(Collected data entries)
____

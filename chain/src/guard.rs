// Copyright (c) 2025 Varshith Gudur. Licensed under AGPLv3.
//! IntegrityGuard: the black stone.
//!
//! A two-state machine wrapped around the chain: `Active` until any
//! integrity violation is detected, then `Frozen` forever. Frozen means no
//! further history can be appended; every mutating call fails the same
//! way, deterministically, with nothing applied. Reads stay open: freezing
//! blocks forward progress, not forensic access.
//!
//! The only way out is `rebirth`, which does not revive anything: it
//! provisions a brand-new identity (new anchor, new empty chain, new data
//! directory) and leaves the frozen history permanently readable where it
//! died.

use crate::chain::ChainProof;
use crate::config::ChainConfig;
use crate::errors::{ChainError, Result};
use crate::{replay, wal};
use scar_kernel::anchor::{GroupParams, RootAnchor};
use scar_kernel::record::{MembershipProof, ScarRecord};
use serde::Serialize;
use std::sync::atomic::{AtomicU64, Ordering};
use std::sync::RwLock;
use std::time::SystemTime;

/// Externally visible integrity state.
#[derive(Clone, Copy, Debug, PartialEq, Eq, Serialize)]
pub enum IntegrityState {
    Active,
    Frozen,
}

/// Context captured at the moment of freezing.
#[derive(Clone, Debug, Serialize)]
pub struct FreezeInfo {
    pub reason: String,
    /// Last known good sequence when the freeze fired.
    pub sequence: u64,
    /// Value of the freeze-epoch counter after this transition.
    pub epoch: u64,
    pub at: SystemTime,
}

#[derive(Debug)]
enum GuardState {
    Active,
    Frozen(FreezeInfo),
}

/// Safety wrapper that every externally visible effect must pass through.
#[derive(Debug)]
pub struct IntegrityGuard {
    /// `None` when the durable history was corrupt at startup: the guard is
    /// born frozen and only the audit surface works.
    chain: Option<ChainProof>,
    state: RwLock<GuardState>,
    /// Monotonic across the deployment: rebirth carries the old value
    /// forward, so pollers never see it reset.
    epoch: AtomicU64,
    config: ChainConfig,
    value_len: usize,
}

impl IntegrityGuard {
    /// Open the chain behind a guard.
    ///
    /// A structurally corrupt log does not error: it produces a guard that
    /// is already `Frozen` (epoch incremented) with the readable prefix of
    /// the history still available for audit. Environmental failures
    /// (I/O, bad parameters) are real errors and propagate.
    pub fn open(config: ChainConfig, anchor: RootAnchor, params: GroupParams) -> Result<Self> {
        Self::open_at_epoch(config, anchor, params, 0)
    }

    fn open_at_epoch(
        config: ChainConfig,
        anchor: RootAnchor,
        params: GroupParams,
        base_epoch: u64,
    ) -> Result<Self> {
        let value_len = params.value_len();

        match ChainProof::initialize(&config, anchor, params) {
            Ok(chain) => {
                metrics::gauge!("scar_freeze_epoch", base_epoch as f64);
                Ok(Self {
                    chain: Some(chain),
                    state: RwLock::new(GuardState::Active),
                    epoch: AtomicU64::new(base_epoch),
                    config,
                    value_len,
                })
            }
            Err(ChainError::CorruptLog(detail)) => {
                tracing::error!("corrupt history at startup, freezing: {detail}");
                let epoch = base_epoch + 1;
                metrics::counter!("scar_freezes_total", 1);
                metrics::gauge!("scar_freeze_epoch", epoch as f64);
                Ok(Self {
                    chain: None,
                    state: RwLock::new(GuardState::Frozen(FreezeInfo {
                        reason: format!("corrupt log: {detail}"),
                        sequence: 0,
                        epoch,
                        at: SystemTime::now(),
                    })),
                    epoch: AtomicU64::new(epoch),
                    config,
                    value_len,
                })
            }
            Err(other) => Err(other),
        }
    }

    pub fn state(&self) -> IntegrityState {
        match *self.read_state() {
            GuardState::Active => IntegrityState::Active,
            GuardState::Frozen(_) => IntegrityState::Frozen,
        }
    }

    /// Monotonic freeze counter; +1 for every actual `Active -> Frozen`
    /// transition over the deployment's lifetime.
    pub fn freeze_epoch(&self) -> u64 {
        self.epoch.load(Ordering::SeqCst)
    }

    pub fn freeze_info(&self) -> Option<FreezeInfo> {
        match *self.read_state() {
            GuardState::Active => None,
            GuardState::Frozen(ref info) => Some(info.clone()),
        }
    }

    /// Explicitly signal an unrecoverable integrity violation.
    /// Idempotent: freezing a frozen guard changes nothing.
    pub fn freeze(&self, reason: &str) {
        let sequence = self
            .chain
            .as_ref()
            .and_then(|chain| chain.sequence_count().ok())
            .unwrap_or(0);
        self.freeze_with(reason.to_string(), sequence);
    }

    fn freeze_with(&self, reason: String, sequence: u64) {
        let mut state = match self.state.write() {
            Ok(state) => state,
            Err(poisoned) => poisoned.into_inner(),
        };
        if let GuardState::Frozen(ref info) = *state {
            tracing::warn!(
                "already frozen (epoch {}); ignoring new reason: {reason}",
                info.epoch
            );
            return;
        }

        let epoch = self.epoch.fetch_add(1, Ordering::SeqCst) + 1;
        tracing::error!("BLACK STONE: chain frozen at sequence {sequence} (epoch {epoch}): {reason}");
        metrics::counter!("scar_freezes_total", 1);
        metrics::gauge!("scar_freeze_epoch", epoch as f64);

        *state = GuardState::Frozen(FreezeInfo {
            reason,
            sequence,
            epoch,
            at: SystemTime::now(),
        });
    }

    /// Append one incident digest, if and only if the guard is `Active`.
    ///
    /// The state check and the mutation happen under one read guard, so a
    /// concurrent freeze cannot slip between them.
    pub fn add_scar(&self, element: &[u8]) -> Result<MembershipProof> {
        let state = self.read_state();
        if let GuardState::Frozen(ref info) = *state {
            return Err(ChainError::Frozen(info.reason.clone()));
        }
        let chain = self
            .chain
            .as_ref()
            .ok_or(ChainError::InvalidOperation("no live chain"))?;
        chain.add_scar(element)
    }

    /// Whole-chain verification. A `false` result is a trust-root
    /// violation and freezes the guard before returning.
    ///
    /// Available while frozen (it cannot freeze twice).
    pub fn verify_chain(&self) -> bool {
        let Some(chain) = self.chain.as_ref() else {
            return false;
        };
        let ok = chain.verify_chain();
        if !ok {
            self.freeze_with(
                "chain verification failed".to_string(),
                chain.sequence_count().unwrap_or(0),
            );
        }
        ok
    }

    pub fn current_value(&self) -> Option<Vec<u8>> {
        self.chain.as_ref().and_then(|c| c.current_value().ok())
    }

    pub fn sequence_count(&self) -> u64 {
        self.chain
            .as_ref()
            .and_then(|c| c.sequence_count().ok())
            .unwrap_or(0)
    }

    /// Read-only proof surface; works while frozen.
    pub fn current_witness(&self, sequence: u64) -> Result<MembershipProof> {
        let chain = self
            .chain
            .as_ref()
            .ok_or(ChainError::InvalidOperation("no live chain"))?;
        chain.current_witness(sequence)
    }

    pub fn state_proof(&self) -> Option<MembershipProof> {
        self.chain.as_ref().and_then(|c| c.state_proof().ok().flatten())
    }

    /// The durable history, best-effort. For a healthy chain this is the
    /// strict record set; for a corrupt one it is the readable prefix;
    /// frozen history stays auditable forever.
    pub fn audit_records(&self) -> Vec<ScarRecord> {
        if let Some(chain) = self.chain.as_ref() {
            if let Ok(records) = chain.records() {
                return records;
            }
        }
        let entries = wal::read_entries_lossy(self.config.wal_path(), self.value_len);
        replay::assemble_lossy(entries)
    }

    /// Provision a new identity after a freeze.
    ///
    /// Pure construction: the frozen guard is not mutated, its history is
    /// not touched, and the new guard starts `Active` over an empty chain
    /// bound to the new anchor. The freeze-epoch counter carries over.
    pub fn rebirth(
        &self,
        config: ChainConfig,
        anchor: RootAnchor,
        params: GroupParams,
    ) -> Result<IntegrityGuard> {
        if self.state() != IntegrityState::Frozen {
            return Err(ChainError::InvalidOperation(
                "rebirth requires a frozen chain",
            ));
        }
        if config.wal_path() == self.config.wal_path() {
            return Err(ChainError::InvalidOperation(
                "rebirth requires a fresh data directory",
            ));
        }
        if config.wal_path().exists() {
            return Err(ChainError::InvalidOperation(
                "rebirth target already contains a chain log",
            ));
        }

        tracing::info!(
            "rebirth: new identity in {:?} (carrying freeze epoch {})",
            config.data_dir,
            self.freeze_epoch()
        );
        Self::open_at_epoch(config, anchor, params, self.freeze_epoch())
    }

    fn read_state(&self) -> std::sync::RwLockReadGuard<'_, GuardState> {
        match self.state.read() {
            Ok(state) => state,
            Err(poisoned) => poisoned.into_inner(),
        }
    }
}

#[cfg(test)]
mod tests {
    use super::*;
    use scar_kernel::fixtures;
    use tempfile::tempdir;

    fn open_guard(dir: &std::path::Path) -> IntegrityGuard {
        IntegrityGuard::open(
            ChainConfig::new(dir),
            fixtures::test_anchor(),
            fixtures::test_params(),
        )
        .unwrap()
    }

    #[test]
    fn test_active_guard_appends() {
        let dir = tempdir().unwrap();
        let guard = open_guard(dir.path());

        assert_eq!(guard.state(), IntegrityState::Active);
        assert_eq!(guard.freeze_epoch(), 0);

        let element = fixtures::test_elements(1)[0];
        let proof = guard.add_scar(element.as_bytes()).unwrap();
        assert_eq!(proof.sequence, 1);
        assert!(guard.verify_chain());
    }

    #[test]
    fn test_frozen_guard_rejects_mutation() {
        let dir = tempdir().unwrap();
        let guard = open_guard(dir.path());
        let element = fixtures::test_elements(1)[0];
        guard.add_scar(element.as_bytes()).unwrap();

        guard.freeze("operator signalled violation");
        assert_eq!(guard.state(), IntegrityState::Frozen);

        let err = guard.add_scar(element.as_bytes()).unwrap_err();
        assert!(matches!(err, ChainError::Frozen(_)));
        assert_eq!(guard.sequence_count(), 1, "no side effects while frozen");
    }

    #[test]
    fn test_freeze_is_idempotent() {
        let dir = tempdir().unwrap();
        let guard = open_guard(dir.path());

        guard.freeze("first");
        guard.freeze("second");

        assert_eq!(guard.freeze_epoch(), 1, "exactly one epoch increment");
        let info = guard.freeze_info().unwrap();
        assert_eq!(info.reason, "first");
        assert_eq!(info.epoch, 1);
    }

    #[test]
    fn test_reads_survive_freeze() {
        let dir = tempdir().unwrap();
        let guard = open_guard(dir.path());
        let elements = fixtures::test_elements(2);
        for element in &elements {
            guard.add_scar(element.as_bytes()).unwrap();
        }

        guard.freeze("test");

        assert!(guard.current_value().is_some());
        assert_eq!(guard.sequence_count(), 2);
        assert_eq!(guard.audit_records().len(), 2);
        assert!(guard.current_witness(1).is_ok());
        assert!(guard.verify_chain(), "verification stays available frozen");
        assert_eq!(guard.freeze_epoch(), 1, "a passing check never re-freezes");
    }

    #[test]
    fn test_failed_verification_freezes() {
        let dir = tempdir().unwrap();
        let guard = open_guard(dir.path());
        let element = fixtures::test_elements(1)[0];
        guard.add_scar(element.as_bytes()).unwrap();

        // Damage the log behind the live chain's back.
        let wal_path = ChainConfig::new(dir.path()).wal_path();
        let mut data = std::fs::read(&wal_path).unwrap();
        let offset = data.len() - 40;
        data[offset] ^= 0xFF;
        std::fs::write(&wal_path, &data).unwrap();

        assert!(!guard.verify_chain());
        assert_eq!(guard.state(), IntegrityState::Frozen);
        assert_eq!(guard.freeze_epoch(), 1);

        // Deterministic rejection from here on.
        for _ in 0..3 {
            let err = guard.add_scar(element.as_bytes()).unwrap_err();
            assert!(matches!(err, ChainError::Frozen(_)));
        }
    }

    #[test]
    fn test_rebirth_from_frozen() {
        let dir = tempdir().unwrap();
        let guard = open_guard(dir.path());
        let element = fixtures::test_elements(1)[0];
        guard.add_scar(element.as_bytes()).unwrap();
        guard.freeze("dead");

        let new_dir = tempdir().unwrap();
        let new_anchor = RootAnchor::from_bytes(&[0x5A; 32]).unwrap();
        let reborn = guard
            .rebirth(
                ChainConfig::new(new_dir.path()),
                new_anchor,
                fixtures::test_params(),
            )
            .unwrap();

        assert_eq!(reborn.state(), IntegrityState::Active);
        assert_eq!(reborn.sequence_count(), 0, "new identity starts empty");
        assert_eq!(reborn.freeze_epoch(), 1, "epoch carried over");

        // The dead chain is untouched and still auditable.
        assert_eq!(guard.state(), IntegrityState::Frozen);
        assert_eq!(guard.audit_records().len(), 1);
    }

    #[test]
    fn test_rebirth_requires_frozen() {
        let dir = tempdir().unwrap();
        let guard = open_guard(dir.path());

        let new_dir = tempdir().unwrap();
        let err = guard
            .rebirth(
                ChainConfig::new(new_dir.path()),
                fixtures::test_anchor(),
                fixtures::test_params(),
            )
            .unwrap_err();
        assert!(matches!(err, ChainError::InvalidOperation(_)));
    }

    #[test]
    fn test_freeze_info_serializes_for_pollers() {
        let dir = tempdir().unwrap();
        let guard = open_guard(dir.path());
        guard.freeze("polled freeze");

        let info = guard.freeze_info().unwrap();
        let json = serde_json::to_string(&info).unwrap();
        assert!(json.contains("\"epoch\":1"));
        assert!(json.contains("polled freeze"));
    }

    #[test]
    fn test_rebirth_rejects_reusing_data_dir() {
        let dir = tempdir().unwrap();
        let guard = open_guard(dir.path());
        guard.freeze("dead");

        let err = guard
            .rebirth(
                ChainConfig::new(dir.path()),
                fixtures::test_anchor(),
                fixtures::test_params(),
            )
            .unwrap_err();
        assert!(matches!(err, ChainError::InvalidOperation(_)));
    }
}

____

* [Task]: Across the entries above, find the lines with the string "Option" and copy them.

* [Answer]:
    chain: Option<ChainProof>,
    pub fn freeze_info(&self) -> Option<FreezeInfo> {
    pub fn current_value(&self) -> Option<Vec<u8>> {
    pub fn state_proof(&self) -> Option<MembershipProof> {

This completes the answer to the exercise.